Our Collective Situation

While insecurity is inherent in being alive, life on Earth is pervasively more and more vulnerable. The biosphere’s ability to support all forms of life, including human society, is increasingly uncertain. While impacts and timelines vary consistent with existing patterns of oppression, none will ultimately escape the pervasive loss of ecological health currently underway. Average global temperatures, ocean acidification, and sea levels all rise while dramatic fires and storms punctuate Earth’s changing atmosphere. At the ground level, fresh water and fertile topsoil are in decline around the world.

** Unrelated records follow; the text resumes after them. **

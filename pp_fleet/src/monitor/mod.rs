//! Fleet health monitoring with heartbeats and auto-restart.
//!
//! Worker processes report liveness and errors into one shared
//! [`BotMonitor`]; a periodic `check_all` pass declares silent bots dead
//! and drives restarts under a configurable budget and backoff policy.

/// Health records, configuration, and alert models.
pub mod models;

/// The monitor itself.
pub mod manager;

pub use manager::BotMonitor;
pub use models::{
    Alert, AlertLevel, BotHealthSnapshot, BotStatus, MonitorConfig, MonitorStats, RestartFn,
    RestartStrategy,
};
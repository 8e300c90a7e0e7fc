//! Adaptive inter-request delay with jitter and error backoff.
//!
//! The delay grows exponentially with consecutive errors and shrinks one
//! step per success, so a scanner recovering from a rate-limit episode
//! ramps back up gradually instead of immediately hammering the target.

use rand::Rng;
use std::{
    sync::Mutex,
    time::Duration,
};

/// Adaptive delay between requests.
///
/// The computed delay is `base * mult^errors`, capped at `max`, with a
/// uniform jitter of up to `jitter_frac` of the delay applied in either
/// direction. [`AdaptiveDelay::wait`] is the only blocking operation in
/// the library's core: it sleeps the calling thread for the computed
/// duration.
#[derive(Debug)]
pub struct AdaptiveDelay {
    /// Delay with zero recorded errors
    base: Duration,

    /// Hard cap on the backed-off delay
    max: Duration,

    /// Jitter as a fraction of the current delay (0.0 disables jitter)
    jitter_frac: f64,

    /// Multiplier applied per consecutive error
    backoff_mult: f64,

    /// Consecutive error count driving the backoff exponent
    consecutive_errors: Mutex<u32>,
}

impl AdaptiveDelay {
    /// Create a new adaptive delay.
    ///
    /// # Arguments
    ///
    /// * `base` - Delay with no recorded errors
    /// * `max` - Upper bound on the backed-off delay
    /// * `jitter_frac` - Fractional jitter, e.g. 0.3 for ±30%
    /// * `backoff_mult` - Exponential multiplier per consecutive error
    pub fn new(base: Duration, max: Duration, jitter_frac: f64, backoff_mult: f64) -> Self {
        Self {
            base,
            max,
            jitter_frac,
            backoff_mult,
            consecutive_errors: Mutex::new(0),
        }
    }

    /// Compute the current delay (backoff applied, then jitter).
    pub fn current_delay(&self) -> Duration {
        let errors = *self.consecutive_errors.lock().unwrap();

        let backed_off = self.base.as_secs_f64() * self.backoff_mult.powi(errors as i32);
        let capped = backed_off.min(self.max.as_secs_f64());

        let jittered = if self.jitter_frac > 0.0 {
            let jitter = capped * self.jitter_frac;
            capped + rand::rng().random_range(-jitter..=jitter)
        } else {
            capped
        };

        Duration::from_secs_f64(jittered.max(0.0))
    }

    /// Sleep the calling thread for the current delay. No-op if the
    /// computed delay is zero.
    pub fn wait(&self) {
        let delay = self.current_delay();
        if delay > Duration::ZERO {
            log::debug!("throttling for {:.3}s", delay.as_secs_f64());
            std::thread::sleep(delay);
        }
    }

    /// Record a failed request, increasing the backoff exponent.
    pub fn record_error(&self) {
        let mut errors = self.consecutive_errors.lock().unwrap();
        *errors += 1;
    }

    /// Record a successful request, decreasing the backoff exponent by one
    /// step (gradual recovery rather than a hard reset).
    pub fn record_success(&self) {
        let mut errors = self.consecutive_errors.lock().unwrap();
        *errors = errors.saturating_sub(1);
    }

    /// Reset the backoff exponent to zero.
    pub fn reset(&self) {
        *self.consecutive_errors.lock().unwrap() = 0;
    }

    /// Current consecutive error count.
    pub fn consecutive_errors(&self) -> u32 {
        *self.consecutive_errors.lock().unwrap()
    }
}
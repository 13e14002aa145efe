use anyhow::Result;
use teampulse::cli::Cli;
use tracing_subscriber::EnvFilter;

#[tokio::main]
async fn main() -> Result<()> {
    dotenvy::dotenv().ok();
    let cli = Cli::parse();

    let default_level = match cli.verbose {
        0 => "warn",
        1 => "info",
        _ => "debug",
    };
    let filter = EnvFilter::try_from_default_env()
        .unwrap_or_else(|_| EnvFilter::new(format!("teampulse={default_level}")));
    tracing_subscriber::fmt()
        .with_env_filter(filter)
        .with_writer(std::io::stderr)
        .with_target(false)
        .init();

    cli.execute().await
}
pub mod client;
pub mod error;
pub mod headers;
pub mod retry;
pub mod types;

pub use client::{ClientConfig, CommitStream, GithubClient, GithubClientBuilder, DEFAULT_API_URL};
pub use error::{FetchError, RetryableError};
pub use retry::{RateLimitPolicy, RetryConfig};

Meanwhile, the loss of life other-than-human, the creatures and rooted ones crafted by nature over millennia, goes on in the background in numbers and consequence largely unknown.

Habitual Responses

As human beings enmeshed in the living Earth community, many have lived with the awareness of these losses for generations, sensitized by their cultural inheritance or location. Many others are just now awakening to the massive changes underway.

When faced with this disruption and the potential for staggering losses ahead, our minds easily become disoriented and confused and our hearts mired in fear, grief, anger, and guilt. This is suffering.

The Dharma teaches we will habitually respond with a myriad of strategies to avoid this raw and deep uncertainty. In a scramble for safety, we might deny the reality that humans are undermining Earth’s systems or disavow our own part in that truth. Instead, we might construct an enemy who is to blame, others or even ourselves, lecturing or terrorizing in order to coerce action. Conversely, some see the problem as merely technical, promoting solutions that will “fix” everything. These strategies seek to dissipate our distress yet none will in this way succeed. In terms of impact on the situation itself, most will backfire.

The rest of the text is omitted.